Environmental Matters. Howmet participates in environmental assessments and/or cleanups at more than 30 locations. These include owned or operating facilities and adjoining properties, previously owned or operated facilities and adjoining properties, and waste sites, including Superfund (Comprehensive Environmental Response, Compensation and Liability Act (“CERCLA”)) sites.
A liability is recorded for environmental remediation when a cleanup program becomes probable and the costs can be reasonably estimated. As assessments and cleanups proceed, the liability is adjusted based on progress made in determining the extent of remedial actions and related costs. The liability can change substantially due to factors such as the nature and extent of contamination, changes in remedial requirements, and technological changes, among others.
The Company’s remediation reserve balance was $17 as of both March 31, 2024 and December 31, 2023, and was recorded in Other noncurrent liabilities and deferred credits in the Consolidated Balance Sheet (of which $7 was classified as a current liability for both periods), and reflects the most probable costs to remediate identified environmental conditions for which costs can be reasonably estimated. Payments related to remediation expenses applied against the reserve were $1 and less than $1 in the first quarter of 2024 and 2023, respectively, and included expenditures currently mandated, as well as those not required by any regulatory authority or third party.
Included in annual operating expenses are the recurring costs of managing hazardous substances and environmental programs. These costs are estimated to be less than 1% of Cost of goods sold.
Tax. In December 2013 and 2014, the Company received audit assessment notices from the French Tax Authority (“FTA”) for the 2010 through 2012 tax years.
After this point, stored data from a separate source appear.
// Bag-of-words hashing shared by the unit and integration test fakes.
// Integration tests include this file by path, so it depends on std only.

pub const DIMENSION: usize = 256;

/// Each lowercase alphanumeric token adds one to an FNV-1a hashed bucket.
/// Identical token multisets give identical vectors.
pub fn keyword_vector(text: &str) -> Vec<f32> {
    let mut vector = vec![0.0; DIMENSION];
    for token in text
        .to_lowercase()
        .split(|c: char| !c.is_alphanumeric())
        .filter(|t| !t.is_empty())
    {
        let bucket = token.bytes().fold(0xcbf2_9ce4_8422_2325_u64, |h, b| {
            (h ^ u64::from(b)).wrapping_mul(0x0100_0000_01b3)
        });
        vector[(bucket % DIMENSION as u64) as usize] += 1.0;
    }
    vector
}
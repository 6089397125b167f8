// Database module
// Vector search capability shared by the dataset matcher and the knowledge retriever

pub mod lancedb;
pub mod memory;

use async_trait::async_trait;

pub use self::lancedb::LanceIndex;
pub use self::memory::MemoryIndex;

/// A single nearest-neighbour result
#[derive(Debug, Clone, PartialEq)]
pub struct IndexHit {
    /// Id the entry was stored under
    pub id: String,
    /// Cosine distance to the query vector (0.0 = identical direction)
    pub distance: f32,
    /// Document text stored alongside the vector
    pub document: String,
}

/// Nearest-neighbour search over stored vectors.
///
/// Methods take `&self` so one index can be shared behind an `Arc` between
/// concurrent requests; implementations synchronize writes internally.
#[async_trait]
pub trait VectorIndex: Send + Sync {
    /// Insert or replace entries. The three slices must have equal length.
    async fn upsert(
        &self,
        ids: &[String],
        vectors: &[Vec<f32>],
        documents: &[String],
    ) -> crate::Result<()>;

    /// Up to `k` entries ranked by ascending cosine distance
    async fn query(&self, vector: &[f32], k: usize) -> crate::Result<Vec<IndexHit>>;

    /// Number of stored entries; an index that was never written counts as empty
    async fn count(&self) -> crate::Result<usize>;

    /// Remove every entry
    async fn clear(&self) -> crate::Result<()>;
}

fn check_upsert_lengths(
    ids: &[String],
    vectors: &[Vec<f32>],
    documents: &[String],
) -> crate::Result<()> {
    if ids.len() != vectors.len() || ids.len() != documents.len() {
        return Err(crate::AssistError::Index(format!(
            "Mismatched upsert lengths: {} ids, {} vectors, {} documents",
            ids.len(),
            vectors.len(),
            documents.len()
        )));
    }
    Ok(())
}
In 2016, the Company appealed to the Committee of the Abuse of Tax Law, where it received a favorable nonbinding decision. The FTA disagreed with the Committee of the Abuse of Tax Law’s opinion, and the Company appealed to the Montreuil Administrative Court, where in 2020 the Company prevailed on the merits. The FTA appealed this decision to the Paris Administrative Court of Appeal in 2021. On March 31, 2023, the Company received an adverse decision from the Paris Administrative Court of Appeal. The Company appealed this decision to the French Administrative Supreme Court. The assessment amount is $18 (€16 million), including interest up through 2017 and penalties. The Company estimates additional interest to be $2 (€2 million).
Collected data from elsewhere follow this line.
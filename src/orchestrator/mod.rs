// Orchestrator module
// Single entry point: guardrails, then the dataset tier, then grounded or plain generation


use futures::FutureExt;
use serde::{Deserialize, Serialize};
use std::fmt;
use std::panic::AssertUnwindSafe;
use std::sync::Arc;
use tracing::{debug, error, info};

use crate::config::Config;
use crate::database::lancedb::{DATASET_TABLE, KNOWLEDGE_TABLE, model_table};
use crate::database::{LanceIndex, VectorIndex};
use crate::embeddings::Embedder;
use crate::generation::{Generator, ResponseGenerator};
use crate::guardrails::{Guardrails, Verdict};
use crate::ollama::OllamaClient;
use crate::retrieval::ContextRetriever;
use crate::router::ComplexityRouter;
use crate::similarity::DatasetMatcher;

/// Reply for blank queries
pub const EMPTY_QUERY_MESSAGE: &str = "Please ask a banking, loan, or account-related question.";

/// Reply when the pipeline fails unexpectedly
pub const SAFE_FALLBACK_MESSAGE: &str =
    "Something went wrong on our side. Please try again or contact customer care for assistance.";

/// Which tier produced a response
#[derive(Debug, Clone, Copy, PartialEq, Eq, Hash, Serialize, Deserialize)]
#[serde(rename_all = "lowercase")]
pub enum Tier {
    /// Curated answer, guardrail message or fixed reply
    Dataset,
    /// Ungrounded model generation
    Slm,
    /// Generation grounded on knowledge chunks
    Rag,
}

impl Tier {
    #[inline]
    pub fn as_str(self) -> &'static str {
        match self {
            Self::Dataset => "dataset",
            Self::Slm => "slm",
            Self::Rag => "rag",
        }
    }
}

impl fmt::Display for Tier {
    #[inline]
    fn fmt(&self, f: &mut fmt::Formatter<'_>) -> fmt::Result {
        f.write_str(self.as_str())
    }
}

/// Final answer for one query
#[derive(Debug, Clone, PartialEq, Eq, Serialize, Deserialize)]
pub struct ResolutionResult {
    pub response: String,
    pub tier: Tier,
    /// Leading part of the grounding context, set only for [`Tier::Rag`]
    #[serde(default, skip_serializing_if = "Option::is_none")]
    pub sources: Option<String>,
}

impl ResolutionResult {
    #[inline]
    pub fn new(response: impl Into<String>, tier: Tier) -> Self {
        Self {
            response: response.into(),
            tier,
            sources: None,
        }
    }
}

/// Capabilities the pipeline is assembled from
pub struct Collaborators {
    pub embedder: Arc<dyn Embedder>,
    pub generator: Arc<dyn Generator>,
    pub dataset_index: Arc<dyn VectorIndex>,
    pub knowledge_index: Arc<dyn VectorIndex>,
}

pub struct Orchestrator {
    guardrails: Guardrails,
    matcher: DatasetMatcher,
    router: ComplexityRouter,
    retriever: ContextRetriever,
    generator: ResponseGenerator,
    sources_preview_chars: usize,
}

impl Orchestrator {
    #[inline]
    pub fn new(config: &Config, collaborators: Collaborators) -> Self {
        let matcher = DatasetMatcher::new(
            config.dataset_path(),
            Arc::clone(&collaborators.embedder),
            collaborators.dataset_index,
            config.similarity.threshold,
            config.similarity.top_k,
        );

        Self {
            guardrails: Guardrails::new(&config.guardrails),
            matcher,
            router: ComplexityRouter::new(&config.rag.complex_keywords),
            retriever: ContextRetriever::new(
                collaborators.embedder,
                collaborators.knowledge_index,
                config.rag.top_k,
            ),
            generator: ResponseGenerator::new(collaborators.generator),
            sources_preview_chars: config.rag.sources_preview_chars,
        }
    }

    /// Pipeline backed by the configured Ollama server and LanceDB tables.
    /// Nothing is contacted until the first query.
    #[inline]
    pub fn from_config(config: &Config) -> crate::Result<Self> {
        let client = Arc::new(OllamaClient::new(&config.ollama, &config.generation)?);
        let db_path = config.vector_database_path();
        let model = client.embedding_model();
        let dataset_index = LanceIndex::new(&db_path, model_table(DATASET_TABLE, model));
        let knowledge_index = LanceIndex::new(&db_path, model_table(KNOWLEDGE_TABLE, model));

        Ok(Self::new(
            config,
            Collaborators {
                embedder: Arc::clone(&client) as Arc<dyn Embedder>,
                generator: client,
                dataset_index: Arc::new(dataset_index),
                knowledge_index: Arc::new(knowledge_index),
            },
        ))
    }

    /// Replace the dataset tier, e.g. with one over an in-memory corpus
    #[inline]
    #[must_use]
    pub fn with_matcher(mut self, matcher: DatasetMatcher) -> Self {
        self.matcher = matcher;
        self
    }

    #[inline]
    pub fn matcher(&self) -> &DatasetMatcher {
        &self.matcher
    }

    /// Answer a query. Never fails: unexpected errors, panics included, turn
    /// into [`SAFE_FALLBACK_MESSAGE`].
    #[inline]
    pub async fn respond(&self, query: &str) -> ResolutionResult {
        match AssertUnwindSafe(self.resolve(query)).catch_unwind().await {
            Ok(result) => {
                info!(tier = %result.tier, "Resolved query");
                result
            }
            Err(panic) => {
                let detail = panic
                    .downcast_ref::<&str>()
                    .map(|s| (*s).to_string())
                    .or_else(|| panic.downcast_ref::<String>().cloned())
                    .unwrap_or_else(|| "unknown panic".to_string());
                error!("Pipeline failed unexpectedly: {}", detail);
                ResolutionResult::new(SAFE_FALLBACK_MESSAGE, Tier::Dataset)
            }
        }
    }

    async fn resolve(&self, query: &str) -> ResolutionResult {
        if query.trim().is_empty() {
            return ResolutionResult::new(EMPTY_QUERY_MESSAGE, Tier::Dataset);
        }

        let sanitized = match self.guardrails.evaluate_pre(query) {
            Verdict::Reject(message) => return ResolutionResult::new(message, Tier::Dataset),
            Verdict::Pass(sanitized) => sanitized,
        };

        let outcome = self.matcher.query(&sanitized).await;
        if let Some(answer) = outcome.answer {
            return ResolutionResult::new(self.guardrails.evaluate_post(&answer), Tier::Dataset);
        }
        debug!(score = ?outcome.score, "No dataset answer");

        if self.router.is_complex(&sanitized) {
            let context = self.retriever.retrieve(&sanitized).await;
            if !context.is_empty() {
                let response = self.generator.respond(&sanitized, &context).await;
                return ResolutionResult {
                    response: self.guardrails.evaluate_post(&response),
                    tier: Tier::Rag,
                    sources: Some(context.chars().take(self.sources_preview_chars).collect()),
                };
            }
            debug!("No knowledge context, answering without grounding");
        }

        let response = self.generator.respond(&sanitized, "").await;
        ResolutionResult::new(self.guardrails.evaluate_post(&response), Tier::Slm)
    }
}
// Similarity module
// Tier 1: answer straight from the curated corpus when a query is close enough


use std::path::PathBuf;
use std::sync::Arc;
use tokio::sync::{Mutex, OnceCell};
use tracing::{debug, error, info, warn};

use crate::AssistError;
use crate::dataset::{CuratedSample, load_samples, validate_samples};
use crate::database::VectorIndex;
use crate::embeddings::{Embedder, embed_one};

/// Result of a Tier 1 lookup.
///
/// `answer` is set only when the best similarity reached the threshold;
/// `score` is the best similarity seen, if the lookup got that far.
#[derive(Debug, Clone, Default, PartialEq)]
pub struct MatchOutcome {
    pub answer: Option<String>,
    pub score: Option<f32>,
}

/// Embedding similarity lookup over the curated corpus.
///
/// The corpus is loaded on first use; a failed load is retried by the next
/// query. A corpus with a blank instruction or output is refused as a whole.
/// The index is valid while its row count equals the corpus size and is
/// rebuilt from scratch otherwise.
pub struct DatasetMatcher {
    source: CorpusSource,
    embedder: Arc<dyn Embedder>,
    index: Arc<dyn VectorIndex>,
    threshold: f32,
    top_k: usize,
    samples: OnceCell<Arc<Vec<CuratedSample>>>,
    build_lock: Mutex<()>,
}

enum CorpusSource {
    File(PathBuf),
    Preloaded,
    Rejected(String),
}

impl DatasetMatcher {
    #[inline]
    pub fn new(
        dataset_path: impl Into<PathBuf>,
        embedder: Arc<dyn Embedder>,
        index: Arc<dyn VectorIndex>,
        threshold: f32,
        top_k: usize,
    ) -> Self {
        Self {
            source: CorpusSource::File(dataset_path.into()),
            embedder,
            index,
            threshold,
            top_k: top_k.max(1),
            samples: OnceCell::new(),
            build_lock: Mutex::new(()),
        }
    }

    /// Matcher over an already loaded corpus
    #[inline]
    pub fn from_samples(
        samples: Vec<CuratedSample>,
        embedder: Arc<dyn Embedder>,
        index: Arc<dyn VectorIndex>,
        threshold: f32,
        top_k: usize,
    ) -> Self {
        let (source, samples) = match validate_samples(&samples, 1) {
            Ok(_) => (
                CorpusSource::Preloaded,
                OnceCell::new_with(Some(Arc::new(samples))),
            ),
            Err(e) => {
                warn!("Refusing curated corpus: {}", e);
                (CorpusSource::Rejected(e.to_string()), OnceCell::new())
            }
        };

        Self {
            source,
            embedder,
            index,
            threshold,
            top_k: top_k.max(1),
            samples,
            build_lock: Mutex::new(()),
        }
    }

    /// Look up `text`; never fails, problems are logged and read as no match
    #[inline]
    pub async fn query(&self, text: &str) -> MatchOutcome {
        let text = text.trim();
        if text.is_empty() {
            return MatchOutcome::default();
        }

        match self.try_query(text).await {
            Ok(outcome) => outcome,
            Err(e) => {
                error!("Similarity lookup failed: {}", e);
                MatchOutcome::default()
            }
        }
    }

    /// Load the corpus and build the index if it is missing or stale.
    /// Returns the number of indexed samples.
    #[inline]
    pub async fn ensure_index(&self) -> crate::Result<usize> {
        let samples = self.samples().await?;
        self.ensure_index_for(&samples).await
    }

    async fn try_query(&self, text: &str) -> crate::Result<MatchOutcome> {
        let samples = self.samples().await?;
        self.ensure_index_for(&samples).await?;

        let vector = embed_one(self.embedder.as_ref(), text).await?;
        let k = self.top_k.min(samples.len());
        let hits = self.index.query(&vector, k).await?;

        let Some(best) = hits.first() else {
            debug!("Similarity index returned no hits");
            return Ok(MatchOutcome::default());
        };

        let similarity = (1.0 - best.distance).max(0.0);
        let position: usize = best
            .id
            .parse()
            .map_err(|_| AssistError::Index(format!("Unexpected sample id: {}", best.id)))?;
        let sample = samples.get(position).ok_or_else(|| {
            AssistError::Index(format!("Sample id {} is outside the corpus", position))
        })?;

        if similarity >= self.threshold {
            info!(similarity, "Tier 1 match");
            Ok(MatchOutcome {
                answer: Some(sample.output.clone()),
                score: Some(similarity),
            })
        } else {
            info!(
                similarity,
                threshold = self.threshold,
                "Tier 1 near miss"
            );
            Ok(MatchOutcome {
                answer: None,
                score: Some(similarity),
            })
        }
    }

    async fn samples(&self) -> crate::Result<Arc<Vec<CuratedSample>>> {
        self.samples
            .get_or_try_init(|| async {
                let path = match &self.source {
                    CorpusSource::File(path) => path,
                    CorpusSource::Rejected(reason) => {
                        return Err(AssistError::Dataset(reason.clone()));
                    }
                    CorpusSource::Preloaded => {
                        return Err(AssistError::Dataset("Corpus was not loaded".to_string()));
                    }
                };
                let samples = load_samples(path)?;
                validate_samples(&samples, 1)?;
                Ok(Arc::new(samples))
            })
            .await
            .cloned()
    }

    async fn ensure_index_for(&self, samples: &[CuratedSample]) -> crate::Result<usize> {
        let expected = samples.len();
        if self.index.count().await? == expected {
            return Ok(expected);
        }

        let _guard = self.build_lock.lock().await;

        // Another request may have rebuilt while we waited
        let stored = self.index.count().await?;
        if stored == expected {
            return Ok(expected);
        }

        info!(
            stored,
            expected,
            model = self.embedder.model_id(),
            "Rebuilding similarity index"
        );

        self.index.clear().await?;

        let texts: Vec<String> = samples.iter().map(CuratedSample::embedding_text).collect();
        let vectors = self.embedder.embed(&texts).await?;
        if vectors.len() != texts.len() {
            return Err(AssistError::Embedding(format!(
                "Expected {} embeddings, got {}",
                texts.len(),
                vectors.len()
            )));
        }

        let ids: Vec<String> = (0..expected).map(|i| i.to_string()).collect();
        self.index.upsert(&ids, &vectors, &texts).await?;

        info!("Built similarity index with {} vectors", expected);
        Ok(expected)
    }
}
As a result of the adverse decision from the Paris Administrative Court of Appeal, the Company has concluded that it is no longer more likely than not to sustain its position. In 2023, the Company recorded an income tax reserve in Provision for income taxes in the Statement of Consolidated Operations of $21 (€19), which includes estimated interest and penalties, for the 2010 through 2012 tax years, as well as the remaining tax years open for reassessment (2020-2023). In accordance with FTA dispute resolution practices, the Company paid the assessment amount to the FTA in December 2023 and is expecting to pay the additional interest assessment in 2024. The Company also paid the estimated tax related to the 2020-2023 tax years during 2023. If an appeal to the French Administrative Supreme Court is successful, any payment would be refunded with interest. The Company will continue to record an income tax reserve related to the current year until the uncertain tax position is settled.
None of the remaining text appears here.